For some reason Masterson kept thinking of one of those odd Sunday School verses that had gotten stuck in his head as a child, the one where Sampson realized Delilah had betrayed him to his enemies: “If ye had not plowed with my heifer, ye had not found out my riddle.” The verse hadn’t made a great deal of sense to Masterson as a child and he was none the wiser for it now, but it had stuck with him all the same.

He couldn’t figure why it kept running through his thoughts today. Masterson was no plowhand and, while Kate was a lot of things, she was no heifer. Holliday was certainly no Sampson. Still, Masterson could recognize enough similarity in his ploy to make himself nervous. Sampson, after all, had brought down the wrath of God on Delilah’s collaborators. Holliday’s Colts could certainly do damage more quickly than Sampson’s jawbone of an ass.

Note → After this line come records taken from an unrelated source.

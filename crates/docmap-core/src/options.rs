//! Configuration structs. Every field has a default, so partial TOML or
//! JSON documents deserialize.

use docmap_bson::TextMode;
use serde::{Deserialize, Serialize};

use crate::naming::{to_camel_case, to_title_case};

/// Options for [`UpdateTranslator`](crate::update::UpdateTranslator).
#[derive(Debug, Clone, Copy, Default, PartialEq, Eq, Serialize, Deserialize)]
#[serde(default)]
pub struct TranslatorOptions {
    /// Include rendered documents in log events. When `false` (default)
    /// payloads are logged as `?`.
    pub log_sensitive_data: bool,
    /// Text mode used to render logged documents.
    pub log_text_mode: TextMode,
}

/// How element names are derived from property names that do not set one.
#[derive(Debug, Clone, Copy, Default, PartialEq, Eq, Hash, Serialize, Deserialize)]
#[serde(rename_all = "snake_case")]
pub enum ElementNaming {
    #[default]
    AsIs,
    CamelCase,
    TitleCase,
}

impl ElementNaming {
    pub fn apply(self, name: &str) -> String {
        match self {
            ElementNaming::AsIs => name.to_owned(),
            ElementNaming::CamelCase => to_camel_case(name),
            ElementNaming::TitleCase => to_title_case(name),
        }
    }
}

/// Options for [`EntityTypeBuilder`](crate::metadata::EntityTypeBuilder).
#[derive(Debug, Clone, Copy, PartialEq, Eq, Serialize, Deserialize)]
#[serde(default)]
pub struct ModelOptions {
    pub element_naming: ElementNaming,
    /// Look for `_id`, `Id` or `<Type>Id` when no key is declared.
    pub discover_primary_key: bool,
}

impl Default for ModelOptions {
    fn default() -> Self {
        Self {
            element_naming: ElementNaming::AsIs,
            discover_primary_key: true,
        }
    }
}

/// All options, as loaded from one configuration file.
#[derive(Debug, Clone, Copy, Default, PartialEq, Eq, Serialize, Deserialize)]
#[serde(default)]
pub struct MapperOptions {
    pub model: ModelOptions,
    pub translator: TranslatorOptions,
}
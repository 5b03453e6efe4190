use std::sync::Arc;

use super::EntityType;

/// A navigation from an entity type to an owned type embedded in its
/// documents.
#[derive(Debug, Clone)]
pub struct Navigation {
    pub(crate) name: String,
    pub(crate) element_name: String,
    pub(crate) target: Arc<EntityType>,
    pub(crate) is_collection: bool,
}

impl Navigation {
    pub fn name(&self) -> &str {
        &self.name
    }

    pub fn element_name(&self) -> &str {
        &self.element_name
    }

    /// The owned type the navigation points at.
    pub fn target(&self) -> &Arc<EntityType> {
        &self.target
    }

    /// `true` for an embedded array, `false` for a single embedded
    /// document.
    pub fn is_collection(&self) -> bool {
        self.is_collection
    }
}

/// Declares an owned navigation for an
/// [`EntityTypeBuilder`](super::EntityTypeBuilder).
#[derive(Debug, Clone)]
pub struct NavigationBuilder {
    pub(crate) name: String,
    pub(crate) element_name: Option<String>,
    pub(crate) target: Arc<EntityType>,
    pub(crate) is_collection: bool,
}

impl NavigationBuilder {
    pub fn one(name: impl Into<String>, target: Arc<EntityType>) -> Self {
        Self {
            name: name.into(),
            element_name: None,
            target,
            is_collection: false,
        }
    }

    pub fn many(name: impl Into<String>, target: Arc<EntityType>) -> Self {
        Self {
            is_collection: true,
            ..Self::one(name, target)
        }
    }

    pub fn element_name(mut self, name: impl Into<String>) -> Self {
        self.element_name = Some(name.into());
        self
    }
}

Still, needs must, as his mother always said.

With Holliday on his way to Pueblo, Masterson presented himself at the Hollidays’ tent. He shouted “Hello!” and waited. There was no response. Masterson tried again, and got the same result. He hesitated, but felt foolish just standing in front of a tent flap. He lifted it slightly and called again. There was no response, no sound from inside.

Masterson caught the scent of Holliday’s cigars, onion, and the faint hint of bleach. A lamp burned within, but the tent was empty.

Masterson wondered what it said about him that he was not averse to taking advantage of Kate’s absence to glance around this temporary home she and Holliday had furnished for themselves. Masterson, however, like Holliday, was a pragmatist. He’d get over it.

Kate didn’t intend to be gone long, apparently. She’d left a coal-oil lamp and the little pot-bellied stove burning. A pan of water and onion was simmering on the top of the stove plate. A coffee pot sat next to the pan, but Masterson smelled no coffee. There was the lingering scent of bay rum. Nearest the entrance was a small table laden with china cups and blue ware.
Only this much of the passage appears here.